Insiden tidak diketahui

  • Melepuh, mengelupas, atau melonggarkan kulit
  • Kembung
  • Terbakar, merangkak, gatal, mati rasa, menusuk, “pin dan jarum”, atau perasaan kesemutan
  • sembelit
  • diare
  • Kesulitan menelan
  • Kelelahan dan kelemahan umum
  • gangguan pencernaan
  • Besar, seperti pembengkakan pada wajah, kelopak mata, bibir, lidah, tenggorokan, tangan, kaki, kaki, atau organ intim.
  • Tinja berwarna terang
  • kehilangan selera makan
  • Sakit di perut, samping, atau perut, mungkin memancar ke belakang
  • kulit pucat
  • Bengkak atau bengkak pada kelopak mata atau sekitar mata, wajah, bibir, atau lidah
  • Lesi kulit merah, seringkali dengan pusat ungu
  • Merah, mata jengkel
  • Ruam kulit, gatal-gatal, atau gatal
  • Luka, bisul, atau bintik putih di mulut atau di bibir
  • Sesak di dada
  • Bernapas bermasalah dengan tenaga
  • Pendarahan yang tidak biasa atau memar
  • Sakit perut bagian atas kanan atau perut
  • Kelemahan pada lengan, tangan, kaki, atau kaki
  • Mata kuning atau kulit
  • Beberapa efek samping Simvastatin bisa terjadi yang biasanya tidak memerlukan perhatian medis.

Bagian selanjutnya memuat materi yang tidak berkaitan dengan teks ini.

impl Bridge {
    /// Page load: build the bridge from the injected environment.
    pub fn new(
        env: PageEnv,
        clock: Arc<dyn Clock>,
        host: impl RenderHost + 'static,
    ) -> BridgeResult<Self> {
        env.check_version(BRIDGE_VERSION);
        let input_props = env.input_props()?;
        let env_variables = env.env_variables()?;
        let readiness = ReadinessRegistry::new(clock, env.default_timeout());
        let assets = AssetCollector::new(env.audio_enabled, env.video_enabled);
        tracing::debug!(
            timeout_ms = env.timeout_in_milliseconds,
            audio = env.audio_enabled,
            video = env.video_enabled,
            "bridge created"
        );
        Ok(Self {
            env,
            input_props,
            env_variables,
            readiness,
            resolver: CompositionResolver::new(),
            assets,
            clip_region: None,
            bundle: BundleState::Index,
            frame: None,
            cache_metadata: false,
            parked: None,
            host: Box::new(host),
        })
    }

    /// Memoize [`Bridge::calculate_composition`] per `(name, props)`.
    pub fn with_metadata_cache(mut self, enabled: bool) -> Self {
        self.cache_metadata = enabled;
        self
    }

    /// Replace the component tree, e.g. after compositions were registered.
    pub fn set_host(&mut self, host: impl RenderHost + 'static) {
        self.host = Box::new(host);
    }

    /// Page environment.
    pub fn env(&self) -> &PageEnv {
        &self.env
    }

    /// Input props injected at page load.
    pub fn input_props(&self) -> &Value {
        &self.input_props
    }

    /// Environment variables visible to compositions.
    pub fn env_variables(&self) -> &BTreeMap<String, String> {
        &self.env_variables
    }

    /// Registered compositions.
    pub fn compositions(&self) -> &CompositionResolver {
        &self.resolver
    }

    /// Registered compositions, mutable.
    pub fn compositions_mut(&mut self) -> &mut CompositionResolver {
        &mut self.resolver
    }

    /// Register a composition.
    pub fn register_composition(&mut self, decl: CompositionDecl) -> BridgeResult<()> {
        self.resolver.register(decl)
    }

    /// Current mode.
    pub fn bundle_state(&self) -> &BundleState {
        &self.bundle
    }

    /// Frame position of the mounted composition.
    pub fn current_frame(&self) -> Option<FrameIndex> {
        self.frame
    }

    /// One cooperative event-loop turn: fire elapsed handle deadlines.
    pub fn pump_timers(&mut self) -> usize {
        self.readiness.poll_timeouts()
    }

    fn ensure_between_captures(&mut self, what: &str) -> BridgeResult<()> {
        self.pump_timers();
        let pending = self.readiness.pending_count();
        if pending > 0 {
            return Err(BridgeError::protocol(format!(
                "{what} while a capture is pending ({pending} handle(s) outstanding in {} mode)",
                self.bundle.mode_name()
            )));
        }
        Ok(())
    }

    fn ensure_not_rendering(&self, what: &str) -> BridgeResult<()> {
        if let BundleState::Composition {
            composition_name, ..
        } = &self.bundle
        {
            return Err(BridgeError::protocol(format!(
                "{what} is not available while '{composition_name}' is mounted"
            )));
        }
        Ok(())
    }

    /// Switch bundle mode and run a mount pass.
    ///
    /// Re-entering composition mode tears the previous mount down first: uncollected assets and
    /// the clip region are dropped and the registry is quiesced.
    #[tracing::instrument(skip(self), fields(from = self.bundle.mode_name()))]
    pub fn set_bundle_mode(&mut self, state: BundleState) -> BridgeResult<()> {
        self.ensure_between_captures(&format!(
            "cannot switch bundle mode to {}",
            state.mode_name()
        ))?;

        let mut frame = None;
        if let BundleState::Composition {
            composition_name,
            serialized_resolved_props,
            ..
        } = &state
        {
            self.resolver.require(composition_name)?;
            serde_json::from_str::<Value>(serialized_resolved_props).map_err(|e| {
                BridgeError::serde(format!("resolved props of '{composition_name}': {e}"))
            })?;
            if let Some(config) = state.video_config() {
                config.validate(composition_name)?;
                let last = config.duration_in_frames - 1;
                frame = Some(FrameIndex(self.env.initial_frame.min(last)));
                tracing::debug!(
                    fps = config.fps.as_f64(),
                    duration_secs = config.fps.frames_to_secs(config.duration_in_frames),
                    "mounting composition"
                );
            }
        }

        if let Some(parked) = self.parked.take() {
            tracing::debug!(name = %parked.name, "abandoning pending calculation on mode change");
        }
        self.readiness.cancel_all();
        let dropped = self.assets.discard();
        if dropped > 0 {
            tracing::warn!(dropped, "dropping uncollected assets on mode change");
        }
        self.clip_region = None;
        self.bundle = state;
        self.frame = frame;
        tracing::debug!(mode = self.bundle.mode_name(), "bundle mode set");

        self.run_pass(None)
    }

    /// Ids of the registered compositions. Not available in composition mode.
    pub fn get_composition_names(&self) -> BridgeResult<Vec<String>> {
        self.ensure_not_rendering("getCompositionNames")?;
        Ok(self.resolver.names())
    }

    /// Resolve one composition's metadata. `None` props use the page's input props.
    ///
    /// A computed composition may answer [`Calculation::Pending`]; the request is then parked
    /// until the handles it registered are continued. Finish it with
    /// [`Bridge::finish_calculation`], or by repeating the same call. A different request while
    /// one is parked is a [`BridgeError::ProtocolUsage`].
    pub fn calculate_composition(
        &mut self,
        name: &str,
        props: Option<&Value>,
    ) -> BridgeResult<Calculation> {
        self.ensure_not_rendering("calculateComposition")?;
        let props = props.unwrap_or(&self.input_props).clone();
        if let Some(parked) = &self.parked {
            if parked.name != name || parked.props != props {
                return Err(BridgeError::protocol(format!(
                    "calculateComposition for '{name}' while '{}' is still pending",
                    parked.name
                )));
            }
            return self.finish_calculation();
        }
        self.render_error()?;
        self.start_calculation(name.to_owned(), props)
    }

    /// Re-run a parked calculation once its handles have settled.
    ///
    /// Returns [`Calculation::Pending`] while any of them is outstanding. A page failure drops the
    /// parked request and is returned.
    pub fn finish_calculation(&mut self) -> BridgeResult<Calculation> {
        let Some(parked) = self.parked.take() else {
            return Err(BridgeError::protocol("finishCalculation without a pending calculation"));
        };
        self.render_error()?;
        if parked.handles.iter().any(|&id| self.readiness.is_pending(id)) {
            self.parked = Some(parked);
            return Ok(Calculation::Pending);
        }
        self.start_calculation(parked.name, parked.props)
    }

    fn start_calculation(&mut self, name: String, props: Value) -> BridgeResult<Calculation> {
        let mark = self.readiness.next_handle_id();
        let out = if self.cache_metadata {
            self.resolver.calculate_cached(&name, &props, &mut self.readiness)?
        } else {
            self.resolver.calculate(&name, &props, &mut self.readiness)?
        };
        if matches!(out, Calculation::Pending) {
            let handles = self.readiness.pending_since(mark);
            tracing::debug!(%name, handles = handles.len(), "calculation parked");
            self.parked = Some(ParkedCalculation {
                name,
                props,
                handles,
            });
        }
        Ok(out)
    }

    /// Resolve every registered composition with the page's input props.
    ///
    /// Answers [`Calculation::Pending`] without recomputing while any handle is outstanding, so a
    /// repeated call after readiness picks up the settled data.
    pub fn static_compositions(&mut self) -> BridgeResult<Calculation<Vec<CompositionMetadata>>> {
        self.ensure_not_rendering("getStaticCompositions")?;
        self.render_error()?;
        if self.readiness.pending_count() > 0 {
            return Ok(Calculation::Pending);
        }
        self.resolver.calculate_all(&self.input_props, &mut self.readiness)
    }

    /// Advance the mounted composition to `frame` and run a render pass.
    ///
    /// Follow with [`Bridge::is_render_ready`]: the pass may register new handles.
    #[tracing::instrument(skip(self))]
    pub fn set_frame(&mut self, frame: FrameIndex, composition: &str) -> BridgeResult<()> {
        let Some(mounted) = self.bundle.composition_name() else {
            return Err(BridgeError::protocol(format!(
                "setFrame requires composition mode, page is in {} mode",
                self.bundle.mode_name()
            )));
        };
        if mounted != composition {
            return Err(BridgeError::protocol(format!(
                "setFrame for '{composition}' but '{mounted}' is mounted"
            )));
        }
        self.ensure_between_captures("cannot set frame")?;
        self.readiness.check()?;

        let duration = self
            .bundle
            .video_config()
            .map(|c| c.duration_in_frames)
            .unwrap_or_default();
        if frame.0 >= duration {
            return Err(BridgeError::validation(format!(
                "frame {} is out of range for '{composition}' ({duration} frames)",
                frame.0
            )));
        }

        let stale = self.assets.discard();
        if stale > 0 {
            tracing::warn!(stale, "previous frame's assets were never collected");
        }
        self.clip_region = None;
        self.frame = Some(frame);
        self.run_pass(Some(frame))
    }

    fn run_pass(&mut self, frame: Option<FrameIndex>) -> BridgeResult<()> {
        let canvas = self.bundle.video_config().map(|c| c.canvas());
        let Self {
            readiness,
            assets,
            clip_region,
            bundle,
            host,
            ..
        } = self;
        let mut scope = RenderScope {
            readiness,
            assets,
            clip_region,
            canvas,
        };
        let pass = match (frame, bundle.composition_name()) {
            (Some(frame), Some(composition)) => RenderPass::Frame { composition, frame },
            _ => RenderPass::Mount(bundle),
        };
        if let Err(e) = host.render(&mut scope, pass) {
            self.readiness.fail(e.to_string());
            return Err(e);
        }
        Ok(())
    }

    /// Readiness predicate polled by the driver. Pumps timers first.
    pub fn is_render_ready(&mut self) -> bool {
        self.pump_timers();
        self.readiness.is_ready()
    }

    /// Recorded page failure as an error, for the driver to report.
    pub fn render_error(&mut self) -> BridgeResult<()> {
        self.pump_timers();
        self.readiness.check()
    }

    /// Recorded page failure.
    pub fn last_error(&self) -> Option<&RenderFailure> {
        self.readiness.last_error()
    }

    /// Drain the assets of the frame just rendered. Only valid once the page is ready.
    pub fn collect_assets(&mut self) -> BridgeResult<Vec<RenderAsset>> {
        self.render_error()?;
        let pending = self.readiness.pending_count();
        if pending > 0 {
            return Err(BridgeError::protocol(format!(
                "collectAssets called before render is ready ({pending} handle(s) pending)"
            )));
        }
        Ok(self.assets.collect())
    }

    /// Capture-area override for the current frame.
    pub fn get_clip_region(&self) -> Option<ClipRegion> {
        self.clip_region
    }

    /// Canvas of the mounted composition.
    pub fn canvas(&self) -> Option<Canvas> {
        self.bundle.video_config().map(|c| c.canvas())
    }

    /// Register a pending handle from outside a render pass.
    pub fn delay_render(&mut self, label: Option<&str>) -> HandleId {
        self.readiness.register(label)
    }

    /// [`Bridge::delay_render`] with a per-handle budget.
    pub fn delay_render_with_timeout(
        &mut self,
        label: Option<&str>,
        timeout: Duration,
    ) -> HandleId {
        self.readiness.register_with_timeout(label, Some(timeout))
    }

    /// Clear a pending handle. Duplicate or unknown ids are logged and ignored.
    pub fn continue_render(&mut self, id: HandleId) -> ResolveOutcome {
        self.readiness.resolve(id)
    }

    /// Clear a pending handle because its work was abandoned.
    pub fn cancel_handle(&mut self, id: HandleId) -> ResolveOutcome {
        self.readiness.cancel(id)
    }

    /// Report an unrecoverable page error.
    pub fn cancel_render(&mut self, message: impl Into<String>) {
        self.readiness.fail(message);
    }

    /// Pending handles, ordered by id.
    pub fn pending_handles(&self) -> Vec<PendingHandleInfo> {
        self.readiness.pending()
    }

    /// Navigation: start a fresh attempt in index mode. Compositions stay registered.
    pub fn reset(&mut self) {
        self.readiness.reset();
        self.parked = None;
        self.assets.discard();
        self.clip_region = None;
        self.bundle = BundleState::Index;
        self.frame = None;
        tracing::debug!("bridge reset");
    }

    /// Unmount: cancel every pending handle and drop all state.
    pub fn teardown(mut self) -> TeardownReport {
        let report = TeardownReport {
            cancelled_handles: self.readiness.cancel_all(),
            dropped_assets: self.assets.discard(),
        };
        tracing::debug!(
            cancelled = report.cancelled_handles,
            dropped = report.dropped_assets,
            "bridge torn down"
        );
        report
    }
}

Efek samping ini bisa hilang selama perawatan karena tubuh Anda menyesuaikan diri dengan obatnya. Juga, dokter Anda mungkin bisa memberi tahu Anda tentang cara mencegah atau mengurangi beberapa efek samping ini. Tanyakan kepada dokter Anda jika ada efek samping berikut yang berlanjut atau mengganggu atau jika Anda memiliki pertanyaan tentang hal itu:

Efek samping Simvastatin yang kurang umum

  • Asam atau asam perut
  • Bersendawa
  • Rasa terbakar di dada atau perut
  • Pusing atau pusing
  • Kelebihan udara atau gas di perut atau usus
  • Perasaan gerakan diri atau lingkungan yang konstan
  • Penuh perasaan
  • mulas
  • Kekurangan atau kehilangan kekuatan
  • Nyeri atau nyeri di sekitar mata dan tulang pipi
  • Melewati gas
  • Sensasi berputar
  • Ruam kulit, bertatahkan, bersisik, dan oozing
  • Ketidaknyamanan perut, kesal, atau sakit
  • Kelembutan di daerah perut
  • Kesulitan tidur

Insiden tidak diketahui

  • Menjadi pelupa
  • depresi
  • Perubahan warna pada kulit
  • Rambut rontok atau penipisan rambut
  • Ketidakmampuan untuk memiliki atau mempertahankan ereksi
  • Kehilangan kemampuan seksual, keinginan, dorongan, atau kinerja

Efek samping lainnya yang tidak tercantum juga bisa terjadi pada beberapa pasien. Jika Anda melihat efek lain, tanyakan kepada petugas kesehatan Anda.